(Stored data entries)
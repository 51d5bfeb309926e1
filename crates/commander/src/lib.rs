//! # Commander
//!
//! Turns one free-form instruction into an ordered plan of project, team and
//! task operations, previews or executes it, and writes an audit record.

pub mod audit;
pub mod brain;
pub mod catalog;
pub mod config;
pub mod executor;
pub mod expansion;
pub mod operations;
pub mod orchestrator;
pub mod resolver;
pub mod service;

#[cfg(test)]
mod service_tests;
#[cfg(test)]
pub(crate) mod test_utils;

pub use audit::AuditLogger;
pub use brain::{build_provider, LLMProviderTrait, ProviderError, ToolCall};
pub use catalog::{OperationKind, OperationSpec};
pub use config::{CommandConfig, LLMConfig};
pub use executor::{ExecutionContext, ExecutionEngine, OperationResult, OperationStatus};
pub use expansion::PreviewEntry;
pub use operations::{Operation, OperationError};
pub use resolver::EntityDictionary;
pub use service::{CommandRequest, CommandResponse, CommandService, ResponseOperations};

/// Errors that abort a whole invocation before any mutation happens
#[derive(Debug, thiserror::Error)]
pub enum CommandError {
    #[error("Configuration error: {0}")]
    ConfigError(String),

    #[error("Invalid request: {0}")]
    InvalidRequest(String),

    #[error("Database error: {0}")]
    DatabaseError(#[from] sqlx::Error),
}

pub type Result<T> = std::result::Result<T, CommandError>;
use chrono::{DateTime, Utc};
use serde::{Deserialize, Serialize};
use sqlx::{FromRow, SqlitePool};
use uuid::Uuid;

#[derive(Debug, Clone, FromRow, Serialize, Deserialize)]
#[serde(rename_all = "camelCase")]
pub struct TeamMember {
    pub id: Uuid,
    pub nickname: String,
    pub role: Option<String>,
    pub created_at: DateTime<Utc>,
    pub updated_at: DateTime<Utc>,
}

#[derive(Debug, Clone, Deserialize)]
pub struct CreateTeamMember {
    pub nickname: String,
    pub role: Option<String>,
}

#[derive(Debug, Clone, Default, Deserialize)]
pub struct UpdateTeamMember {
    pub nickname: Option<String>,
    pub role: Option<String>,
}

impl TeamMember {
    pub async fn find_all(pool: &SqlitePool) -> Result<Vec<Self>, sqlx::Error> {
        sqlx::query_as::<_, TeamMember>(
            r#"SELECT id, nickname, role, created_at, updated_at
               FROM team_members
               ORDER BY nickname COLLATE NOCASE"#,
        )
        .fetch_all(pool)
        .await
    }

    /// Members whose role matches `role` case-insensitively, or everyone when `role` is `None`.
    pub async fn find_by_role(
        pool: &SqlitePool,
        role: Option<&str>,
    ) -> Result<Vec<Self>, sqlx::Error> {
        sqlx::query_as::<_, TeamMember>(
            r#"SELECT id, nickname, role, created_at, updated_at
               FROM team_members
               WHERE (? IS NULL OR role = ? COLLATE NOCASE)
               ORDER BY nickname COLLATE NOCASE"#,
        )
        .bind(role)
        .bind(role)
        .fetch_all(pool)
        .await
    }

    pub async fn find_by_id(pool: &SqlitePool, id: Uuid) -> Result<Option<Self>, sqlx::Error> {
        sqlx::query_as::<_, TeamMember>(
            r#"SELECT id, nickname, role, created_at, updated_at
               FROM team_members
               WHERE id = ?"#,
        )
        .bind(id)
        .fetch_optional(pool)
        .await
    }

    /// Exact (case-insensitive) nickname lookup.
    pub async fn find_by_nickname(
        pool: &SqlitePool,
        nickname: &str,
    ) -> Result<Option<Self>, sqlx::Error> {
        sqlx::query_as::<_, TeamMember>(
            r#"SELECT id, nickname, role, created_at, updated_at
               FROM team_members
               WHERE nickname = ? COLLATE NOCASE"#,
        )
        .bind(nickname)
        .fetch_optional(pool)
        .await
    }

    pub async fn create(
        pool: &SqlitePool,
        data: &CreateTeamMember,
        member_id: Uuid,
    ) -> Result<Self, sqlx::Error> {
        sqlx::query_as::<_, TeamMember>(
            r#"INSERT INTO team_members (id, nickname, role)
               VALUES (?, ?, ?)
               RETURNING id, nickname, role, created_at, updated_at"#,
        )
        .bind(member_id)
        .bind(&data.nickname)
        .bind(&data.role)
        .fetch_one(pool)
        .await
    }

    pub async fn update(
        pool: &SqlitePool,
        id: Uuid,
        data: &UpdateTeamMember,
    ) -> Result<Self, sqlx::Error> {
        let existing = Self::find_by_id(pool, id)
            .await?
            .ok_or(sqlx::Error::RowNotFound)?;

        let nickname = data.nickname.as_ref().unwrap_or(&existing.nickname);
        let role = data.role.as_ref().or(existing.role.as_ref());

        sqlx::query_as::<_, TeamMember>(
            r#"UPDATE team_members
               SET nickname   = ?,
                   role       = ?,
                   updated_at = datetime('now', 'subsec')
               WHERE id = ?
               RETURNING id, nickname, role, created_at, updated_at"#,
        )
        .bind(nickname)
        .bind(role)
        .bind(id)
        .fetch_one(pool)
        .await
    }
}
--
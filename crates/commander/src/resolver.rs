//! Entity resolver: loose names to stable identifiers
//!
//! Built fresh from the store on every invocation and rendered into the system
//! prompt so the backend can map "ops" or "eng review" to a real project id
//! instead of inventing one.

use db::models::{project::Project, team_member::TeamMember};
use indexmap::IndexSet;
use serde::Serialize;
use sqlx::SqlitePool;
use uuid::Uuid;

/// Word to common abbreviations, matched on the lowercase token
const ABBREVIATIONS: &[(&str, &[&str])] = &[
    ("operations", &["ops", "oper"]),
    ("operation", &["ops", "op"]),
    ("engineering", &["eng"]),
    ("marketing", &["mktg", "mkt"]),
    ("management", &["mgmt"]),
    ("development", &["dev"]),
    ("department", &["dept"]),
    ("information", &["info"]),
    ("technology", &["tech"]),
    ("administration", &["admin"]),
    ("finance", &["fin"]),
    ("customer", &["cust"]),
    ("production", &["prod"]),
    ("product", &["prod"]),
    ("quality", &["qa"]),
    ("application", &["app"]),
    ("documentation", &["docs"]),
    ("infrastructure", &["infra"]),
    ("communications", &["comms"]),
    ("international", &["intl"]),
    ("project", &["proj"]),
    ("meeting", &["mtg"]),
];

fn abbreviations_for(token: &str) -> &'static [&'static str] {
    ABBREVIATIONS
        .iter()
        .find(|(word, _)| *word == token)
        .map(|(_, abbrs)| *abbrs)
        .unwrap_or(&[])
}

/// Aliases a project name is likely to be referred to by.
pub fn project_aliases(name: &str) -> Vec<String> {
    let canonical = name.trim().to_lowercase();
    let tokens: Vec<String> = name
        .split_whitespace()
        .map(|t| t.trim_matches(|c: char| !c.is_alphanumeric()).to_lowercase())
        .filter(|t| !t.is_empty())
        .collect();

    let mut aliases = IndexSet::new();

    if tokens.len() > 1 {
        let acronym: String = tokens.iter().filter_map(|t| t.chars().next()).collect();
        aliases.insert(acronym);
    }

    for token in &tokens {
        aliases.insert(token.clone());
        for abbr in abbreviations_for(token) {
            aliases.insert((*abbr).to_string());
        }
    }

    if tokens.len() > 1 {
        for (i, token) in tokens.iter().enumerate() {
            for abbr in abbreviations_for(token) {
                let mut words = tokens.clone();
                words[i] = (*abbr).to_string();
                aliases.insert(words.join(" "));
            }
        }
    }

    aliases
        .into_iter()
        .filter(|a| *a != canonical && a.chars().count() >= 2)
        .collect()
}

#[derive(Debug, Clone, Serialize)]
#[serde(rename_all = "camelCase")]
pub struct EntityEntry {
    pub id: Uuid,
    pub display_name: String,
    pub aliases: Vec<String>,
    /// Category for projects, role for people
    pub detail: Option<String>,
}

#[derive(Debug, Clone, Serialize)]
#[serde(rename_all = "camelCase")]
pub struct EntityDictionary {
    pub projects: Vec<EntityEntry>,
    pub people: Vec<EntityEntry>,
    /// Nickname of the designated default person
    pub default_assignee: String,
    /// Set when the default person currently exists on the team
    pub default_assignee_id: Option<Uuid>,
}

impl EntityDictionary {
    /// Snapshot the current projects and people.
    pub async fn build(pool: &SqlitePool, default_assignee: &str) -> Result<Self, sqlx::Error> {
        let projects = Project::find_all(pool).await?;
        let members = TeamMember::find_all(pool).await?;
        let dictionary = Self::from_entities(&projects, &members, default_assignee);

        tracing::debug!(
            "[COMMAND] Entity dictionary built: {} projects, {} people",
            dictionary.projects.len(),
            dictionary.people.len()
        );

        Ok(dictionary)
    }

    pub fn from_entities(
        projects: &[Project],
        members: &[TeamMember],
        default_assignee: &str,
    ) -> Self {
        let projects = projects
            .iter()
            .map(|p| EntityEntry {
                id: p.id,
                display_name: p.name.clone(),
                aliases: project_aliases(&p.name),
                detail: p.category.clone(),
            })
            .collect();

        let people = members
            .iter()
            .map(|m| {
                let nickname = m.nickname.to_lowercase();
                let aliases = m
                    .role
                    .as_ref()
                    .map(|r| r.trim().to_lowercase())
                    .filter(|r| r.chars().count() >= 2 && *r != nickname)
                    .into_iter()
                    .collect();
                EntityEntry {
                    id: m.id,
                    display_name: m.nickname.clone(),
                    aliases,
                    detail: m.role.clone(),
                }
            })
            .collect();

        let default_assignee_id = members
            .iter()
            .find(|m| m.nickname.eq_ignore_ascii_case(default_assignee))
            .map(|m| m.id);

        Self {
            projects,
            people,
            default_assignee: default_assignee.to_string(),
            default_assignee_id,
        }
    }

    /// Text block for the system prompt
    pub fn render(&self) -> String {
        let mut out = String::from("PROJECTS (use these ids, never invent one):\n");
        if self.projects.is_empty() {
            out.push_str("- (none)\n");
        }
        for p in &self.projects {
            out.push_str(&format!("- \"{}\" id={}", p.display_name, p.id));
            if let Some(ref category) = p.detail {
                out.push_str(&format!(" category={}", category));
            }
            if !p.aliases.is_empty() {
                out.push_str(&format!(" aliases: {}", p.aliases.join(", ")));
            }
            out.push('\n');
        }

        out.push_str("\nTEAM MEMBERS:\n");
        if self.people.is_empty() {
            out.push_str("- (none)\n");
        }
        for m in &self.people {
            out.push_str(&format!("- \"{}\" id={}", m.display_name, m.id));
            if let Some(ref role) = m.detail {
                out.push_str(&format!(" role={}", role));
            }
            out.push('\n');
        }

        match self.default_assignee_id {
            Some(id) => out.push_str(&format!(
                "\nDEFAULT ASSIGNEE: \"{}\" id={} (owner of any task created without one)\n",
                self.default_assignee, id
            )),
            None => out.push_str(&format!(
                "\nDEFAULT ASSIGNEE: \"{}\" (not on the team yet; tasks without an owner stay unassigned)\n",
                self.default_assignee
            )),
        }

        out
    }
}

**Activity**: Count every line in the entries above where the word "brain" appears; respond with the number alone.

**Your response**: 2